Friday, September 21, 2012

America's Two Churches

Catholic Church, St. Mary's
City, Maryland in the simple
American Recusant style

In my courses on the history of the Catholic Church in the United States I show the students that there has existed two distinct Catholic Churches in the American Republic for two hundred years now.  One Catholic Church is represented by the colonial tradition brought by English Recusants to the Maryland colony with the Ark and the Dove in 1634.  Led by Jesuit Father Andrew White the Catholic settlers in Maryland brought the discreet Catholicism of Stuart England.  Due to the penal laws in England, it was a sober Catholicism where devotional life was centered in the family and devoid of the public spectacles of Continental Catholicism.  Its spirituality, impregnated with the heritage of its Jesuit chaplains, was centered about the person and life of Jesus Christ and it was a faith of spiritual reading and meditative prayer.   Its churches were simple and its liturgy plain in the recusant style.  This was the Catholicism of John Carroll and Leonard Neale.  It fit in well with the American Republic and its democratic traditions.  It was glad to be rid of monarchy and monarchial style—the Catholics universally supporting the War of Independence and embracing the new Republic.  Its new Cathedral in Baltimore, the Basilica of the Assumption designed in the neo-classic Federal Style by Benjamin Latrobe, was devoid of statues even of Christ and his Mother.  Its clergy, including Archbishop Carroll, wore simple clothes in the lay style but in black or darker shades and without ornamentation.  Its nuns—Saint Elizabeth Ann Seton’s Sisters of Charity, eschewed veils and wimples for the sober dress and bonnets characteristic of widows in the early nineteenth century.  
With the waves of immigration that began coming after 1830, another Catholic Church took root in the United States.  Initially predominately German, it was soon supplemented by Italians and later by Poles and refugees from what was the Hapsburg Empire.  Here came the tradition of public processions in the streets and churches rich with stained glass and statuary.  Here came devotion to myriad saints from long ago and faraway places.  (The Irish—having lost their traditions after three centuries of English Persecution—mostly identified more with the old American/Recusant heritage.) This immigrant Catholicism and old American Catholicism barely recognized one another as sharing the same faith.  At first the American bishops tried to suppress the European Continental Catholicism or at least confine it to ethnic parishes but it was not to be contained.  After a period of time it divided along ethnic and more importantly along class lines with the older (and more upper-crust) American families preferring a more sober approach to their faith and the immigrant traditions and working classes liking the more colorful and distinctive expression of Catholicism.  This is far more simplistic than I would like it to be but one can only do so much in a blog entry. 
I think since the Second Vatican Council a second division has cut cross-wise through the American Church.  Again we have two churches.  We have a Church that looks to the past and cherishes the distinctiveness of Catholic identity with its rich ethnic heritage.  There is a strong move to build churches again in the baroque style, filled with color and stained glass and statues.  There is a desire for outdoor processions where priests show off their silk and brocade robes to our mundane world of jeans and sweatshirts.  There is a desire to restore the pomp and power that characterized the Church of the first half of the twentieth century.  I know I make relentless fun of Cardinal Burke and others for their long trains of silk and their fur wraps, but the desire is to hold on to the power that bishops and cardinals once had—and through them we as Church had—over politicians and newspapers for fear of alienating the masses of Catholics who were blindly loyal to their institutional leaders.
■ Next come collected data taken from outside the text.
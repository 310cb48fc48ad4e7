use config::{Config, Environment, File, Map};
use serde::de::DeserializeOwned;
use std::borrow::Cow;
use std::path::{Path, PathBuf};
use tracing::{debug, info};

/// Base name probed when no explicit config file is given (`closetr.toml`, `closetr.json`, ...).
pub const DEFAULT_CONFIG_NAME: &str = "closetr";

/// Prefix of environment overrides, e.g. `CLOSETR__REGISTER__REQUEST_TIMEOUT_MS`.
pub const ENV_PREFIX: &str = "CLOSETR";

/// Errors raised while assembling configuration.
#[closetr_derive::closetr_error]
pub enum ConfigError {
    #[error("Config error{}: {source}", format_context(.context))]
    Config { source: config::ConfigError, context: Option<Cow<'static, str>> },
}

/// Loads `T` from an optional file layered under environment overrides.
///
/// 1. **File**: an explicit `path` must exist; its format follows the extension.
///    Without a path, `closetr.{toml,json,yaml,...}` in the working directory is used when present.
/// 2. **Environment**: variables prefixed with `CLOSETR__`, nested with `__`
///    (`CLOSETR__LOGGING__LEVEL` maps to `logging.level`).
///
/// Missing keys fall back to `T`'s serde defaults.
///
/// # Errors
/// Returns [`ConfigError::Config`] when an explicit file is missing or unreadable,
/// or when the merged values do not deserialize into `T`.
pub fn load_config<T>(path: Option<impl AsRef<Path>>) -> Result<T, ConfigError>
where
    T: DeserializeOwned,
{
    load_layered(path, None)
}

/// `env` replaces the process environment when set.
fn load_layered<T>(
    path: Option<impl AsRef<Path>>,
    env: Option<Map<String, String>>,
) -> Result<T, ConfigError>
where
    T: DeserializeOwned,
{
    let (file, required) = path.map_or_else(
        || (PathBuf::from(DEFAULT_CONFIG_NAME), false),
        |p| (p.as_ref().to_path_buf(), true),
    );

    if required {
        info!("Loading config from {}", file.display());
    } else {
        debug!("Probing optional config {}", file.display());
    }

    // Env values arrive as strings; numbers and booleans must be parsed.
    let config = Config::builder()
        .add_source(File::from(file.as_path()).required(required))
        .add_source(
            Environment::with_prefix(ENV_PREFIX)
                .prefix_separator("__")
                .separator("__")
                .convert_case(config::Case::Snake)
                .try_parsing(true)
                .source(env),
        )
        .build()
        .context("Failed to build config")?
        .try_deserialize::<T>()
        .context("Failed to deserialize config")?;

    Ok(config)
}

#[cfg(test)]
mod tests {
    use super::*;
    use closetr_domain::config::AppConfig;
    use std::io::Write;

    #[test]
    fn explicit_toml_file_is_loaded() {
        let mut file = tempfile::Builder::new().suffix(".toml").tempfile().unwrap();
        writeln!(file, "[register]\nrequest_timeout_ms = 1500\n\n[logging]\nlevel = \"debug\"").unwrap();

        let cfg: AppConfig = load_config(Some(file.path())).unwrap();
        assert_eq!(cfg.register.request_timeout_ms, 1500);
        assert_eq!(cfg.register.session_timeout_ms, 5_000);
        assert_eq!(cfg.logging.level, "debug");
    }

    #[test]
    fn missing_explicit_file_is_an_error() {
        let dir = tempfile::tempdir().unwrap();
        let err = load_config::<AppConfig>(Some(dir.path().join("absent.toml"))).unwrap_err();

        assert!(matches!(err, ConfigError::Config { context: Some(_), .. }));
    }

    #[test]
    fn wrong_types_fail_to_deserialize() {
        let mut file = tempfile::Builder::new().suffix(".json").tempfile().unwrap();
        write!(file, r#"{{ "register": {{ "request_timeout_ms": "soon" }} }}"#).unwrap();

        let err = load_config::<AppConfig>(Some(file.path())).unwrap_err();
        assert!(err.to_string().contains("Failed to deserialize config"));
    }

    fn env(vars: &[(&str, &str)]) -> Option<Map<String, String>> {
        Some(vars.iter().map(|(k, v)| ((*k).to_owned(), (*v).to_owned())).collect())
    }

    #[test]
    fn env_overrides_win_over_file() {
        let mut file = tempfile::Builder::new().suffix(".toml").tempfile().unwrap();
        writeln!(file, "[register]\nrequest_timeout_ms = 1500\n\n[logging]\nlevel = \"warn\"").unwrap();

        let cfg: AppConfig = load_layered(
            Some(file.path()),
            env(&[
                ("CLOSETR__REGISTER__REQUEST_TIMEOUT_MS", "42"),
                ("CLOSETR__REGISTER__SESSION_TIMEOUT_MS", "7"),
                ("CLOSETR__LOGGING__LEVEL", "debug"),
                ("CLOSETR__LOGGING__JSON", "true"),
            ]),
        )
        .unwrap();

        assert_eq!(cfg.register.request_timeout_ms, 42);
        assert_eq!(cfg.register.session_timeout_ms, 7);
        assert_eq!(cfg.logging.level, "debug");
        assert!(cfg.logging.json);
    }

    #[test]
    fn unprefixed_env_is_ignored() {
        let cfg: AppConfig = load_layered(
            None::<&Path>,
            env(&[("REGISTER__REQUEST_TIMEOUT_MS", "42"), ("CLOSETR_LOGGING_LEVEL", "trace")]),
        )
        .unwrap();

        assert_eq!(cfg.register.request_timeout_ms, 10_000);
        assert_eq!(cfg.logging.level, "info");
    }
}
We resent the loss of power and influence and even mistake this shift as “persecution” or impingements on religious freedom.  
On the other hand there are Catholics today who look not to this past—glorious as it was—but to the future and see the vocation of the Church to be for service.  Cardinal Dulles, in his book on the Catholicity of the Church, says that the first millennium of the Church was characterized by witness, the second by power and the third will be characterized by service.  There are those in the Church who are ready to renounce the drive for power and to move into this third millennium and take up the vocation of service.  They see the Church as here to be servant to the world and think that these signs of earthly power—the long robes, the kissing of hands and rings, the quasi-imperial edicts emitting from bishops like Fabian Bruskewitz, late of Lincoln, or Thomas Olmstead of Phoenix or Cardinal Burke, once of Saint Louis—are anachronisms that make the Church appear, well as the late Cardinal Martini said, 200 years out of date. 
Those who look to the future tend to identify more with the old American tradition; those who relish the past identify more with the immigrant tradition.  Both are Catholic.  Both are American.  But at times we look at one another and wonder how—and if—we are in the same Church at all.